*Assignment*
Your task is to reproduce the entries below word for word.

*Saved data entries*
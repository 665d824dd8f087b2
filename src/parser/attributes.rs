//! Attribute text (the inside of a tag after its name) to a key/value map.
//!
//! Splitting never fails. At each position the splitter takes, in order of
//! preference:
//! 1. a maximal whitespace run,
//! 2. `key="value"` (space allowed between `=` and the opening quote),
//! 3. `key=value` (space allowed after `=`),
//! 4. a bare non-whitespace run.
//!
//! Anything malformed falls through to the bare case.

use crate::ast::{AttrSpans, AttrValue, Attributes, Span};
use crate::parser::positions::Located;
use std::collections::BTreeMap;

/// Attribute map with the source ranges of every key and value.
#[derive(Debug, Clone, Default, PartialEq, Eq)]
pub struct ParsedAttributes {
    pub attributes: Attributes,
    pub spans: BTreeMap<String, AttrSpans>,
}

impl ParsedAttributes {
    pub fn key_span(&self, key: &str) -> Option<Span> {
        self.spans.get(key).map(|s| s.key)
    }

    pub fn value_span(&self, key: &str) -> Option<Span> {
        self.spans.get(key).map(|s| s.value)
    }
}

/// Split attribute text into whitespace runs and attribute tokens.
/// The pieces concatenate back to `text`.
pub fn split_attrs(text: &str) -> Vec<&str> {
    split_located(Located::new(text, 0))
        .into_iter()
        .map(|piece| piece.text())
        .collect()
}

/// Build the attribute map of `text`. Spans are relative to `text`.
pub fn build_attrs(text: &str) -> ParsedAttributes {
    build_located(Located::new(text, 0))
}

/// Build the attribute map of a located slice; spans are absolute.
pub(crate) fn build_located(text: Located<'_>) -> ParsedAttributes {
    let mut parsed = ParsedAttributes::default();

    for piece in split_located(text) {
        if piece.text().starts_with(char::is_whitespace) {
            continue;
        }

        let (key, value, value_span) = match piece.text().find('=') {
            Some(eq) => {
                let key = piece.slice(0, eq).trim();
                let value = piece.slice(eq + 1, piece.text().len()).trim().unquote();
                (key, AttrValue::Present(value.text().to_string()), value.span())
            }
            None => (piece, AttrValue::Flag, piece.end_point().span()),
        };

        let name = key.text().to_lowercase();
        parsed.spans.insert(
            name.clone(),
            AttrSpans {
                key: key.span(),
                value: value_span,
            },
        );
        parsed.attributes.insert(name, value);
    }

    parsed
}

pub(crate) fn split_located(text: Located<'_>) -> Vec<Located<'_>> {
    let source = text.text();
    let mut pieces = Vec::new();
    let mut pos = 0;

    while pos < source.len() {
        let rest = &source[pos..];
        let len = match whitespace_run(rest) {
            0 => attribute_token(rest),
            n => n,
        };
        pieces.push(text.slice(pos, pos + len));
        pos += len;
    }

    pieces
}

/// Length of the whitespace run at the start of `s`
fn whitespace_run(s: &str) -> usize {
    s.find(|c: char| !c.is_whitespace()).unwrap_or(s.len())
}

/// Length of the run of characters that are neither whitespace nor `=`
fn key_run(s: &str) -> usize {
    s.find(|c: char| c.is_whitespace() || c == '=').unwrap_or(s.len())
}

/// Length of the non-whitespace run at the start of `s`
fn word_run(s: &str) -> usize {
    s.find(char::is_whitespace).unwrap_or(s.len())
}

/// Length of the attribute token at the start of `s` (which is not whitespace)
fn attribute_token(s: &str) -> usize {
    quoted_pair(s)
        .or_else(|| unquoted_pair(s))
        .unwrap_or_else(|| word_run(s))
}

/// Length of `key=value` up to the start of the value, if `s` starts that way
fn key_and_equals(s: &str) -> Option<usize> {
    let key = key_run(s);
    if key == 0 || !s[key..].starts_with('=') {
        return None;
    }
    let after_eq = key + 1;
    Some(after_eq + whitespace_run(&s[after_eq..]))
}

/// `key = "value"` with the closing quote included
fn quoted_pair(s: &str) -> Option<usize> {
    let value_start = key_and_equals(s)?;
    let value = s[value_start..].strip_prefix('"')?;
    let close = value.find('"')?;
    Some(value_start + 1 + close + 1)
}

/// `key=value` where value is a non-whitespace run
fn unquoted_pair(s: &str) -> Option<usize> {
    let value_start = key_and_equals(s)?;
    match word_run(&s[value_start..]) {
        0 => None,
        n => Some(value_start + n),
    }
}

*Output for this task*
repository 665d824dd8f087b2
filename src/parser/attributes.rs
//! Attribute text (the inside of a tag after its name) to a key/value map.
//!
//! Splitting never fails. At each position the splitter takes, in order of
//! preference:
//! 1. a maximal whitespace run,
//! 2. `key="value"` (space allowed between `=` and the opening quote),
//! 3. `key=value` (space allowed after `=`),
//! 4. a bare non-whitespace run.
//!
//! Anything malformed falls through to the bare case.

use crate::ast::{AttrSpans, AttrValue, Attributes, Span};
use crate::parser::positions::Located;
use std::collections::BTreeMap;

/// Attribute map with the source ranges of every key and value.
#[derive(Debug, Clone, Default, PartialEq, Eq)]
pub struct ParsedAttributes {
    pub attributes: Attributes,
    pub spans: BTreeMap<String, AttrSpans>,
}

impl ParsedAttributes {
    pub fn key_span(&self, key: &str) -> Option<Span> {
        self.spans.get(key).map(|s| s.key)
    }

    pub fn value_span(&self, key: &str) -> Option<Span> {
        self.spans.get(key).map(|s| s.value)
    }
}

/// Split attribute text into whitespace runs and attribute tokens.
/// The pieces concatenate back to `text`.
pub fn split_attrs(text: &str) -> Vec<&str> {
    split_located(Located::new(text, 0))
        .into_iter()
        .map(|piece| piece.text())
        .collect()
}

/// Build the attribute map of `text`. Spans are relative to `text`.
pub fn build_attrs(text: &str) -> ParsedAttributes {
    build_located(Located::new(text, 0))
}

/// Build the attribute map of a located slice; spans are absolute.
pub(crate) fn build_located(text: Located<'_>) -> ParsedAttributes {
    let mut parsed = ParsedAttributes::default();

    for piece in split_located(text) {
        if piece.text().starts_with(char::is_whitespace) {
            continue;
        }

        let (key, value, value_span) = match piece.text().find('=') {
            Some(eq) => {
                let key = piece.slice(0, eq).trim();
                let value = piece.slice(eq + 1, piece.text().len()).trim().unquote();
                (key, AttrValue::Present(value.text().to_string()), value.span())
            }
            None => (piece, AttrValue::Flag, piece.end_point().span()),
        };

        let name = key.text().to_lowercase();
        parsed.spans.insert(
            name.clone(),
            AttrSpans {
                key: key.span(),
                value: value_span,
            },
        );
        parsed.attributes.insert(name, value);
    }

    parsed
}

pub(crate) fn split_located(text: Located<'_>) -> Vec<Located<'_>> {
    let source = text.text();
    let mut pieces = Vec::new();
    let mut pos = 0;

    while pos < source.len() {
        let rest = &source[pos..];
        let len = match whitespace_run(rest) {
            0 => attribute_token(rest),
            n => n,
        };
        pieces.push(text.slice(pos, pos + len));
        pos += len;
    }

    pieces
}

/// Length of the whitespace run at the start of `s`
fn whitespace_run(s: &str) -> usize {
    s.find(|c: char| !c.is_whitespace()).unwrap_or(s.len())
}

/// Length of the run of characters that are neither whitespace nor `=`
fn key_run(s: &str) -> usize {
    s.find(|c: char| c.is_whitespace() || c == '=').unwrap_or(s.len())
}

/// Length of the non-whitespace run at the start of `s`
fn word_run(s: &str) -> usize {
    s.find(char::is_whitespace).unwrap_or(s.len())
}

/// Length of the attribute token at the start of `s` (which is not whitespace)
fn attribute_token(s: &str) -> usize {
    quoted_pair(s)
        .or_else(|| unquoted_pair(s))
        .unwrap_or_else(|| word_run(s))
}

/// Length of `key=value` up to the start of the value, if `s` starts that way
fn key_and_equals(s: &str) -> Option<usize> {
    let key = key_run(s);
    if key == 0 || !s[key..].starts_with('=') {
        return None;
    }
    let after_eq = key + 1;
    Some(after_eq + whitespace_run(&s[after_eq..]))
}

/// `key = "value"` with the closing quote included
fn quoted_pair(s: &str) -> Option<usize> {
    let value_start = key_and_equals(s)?;
    let value = s[value_start..].strip_prefix('"')?;
    let close = value.find('"')?;
    Some(value_start + 1 + close + 1)
}

/// `key=value` where value is a non-whitespace run
fn unquoted_pair(s: &str) -> Option<usize> {
    let value_start = key_and_equals(s)?;
    match word_run(&s[value_start..]) {
        0 => None,
        n => Some(value_start + n),
    }
}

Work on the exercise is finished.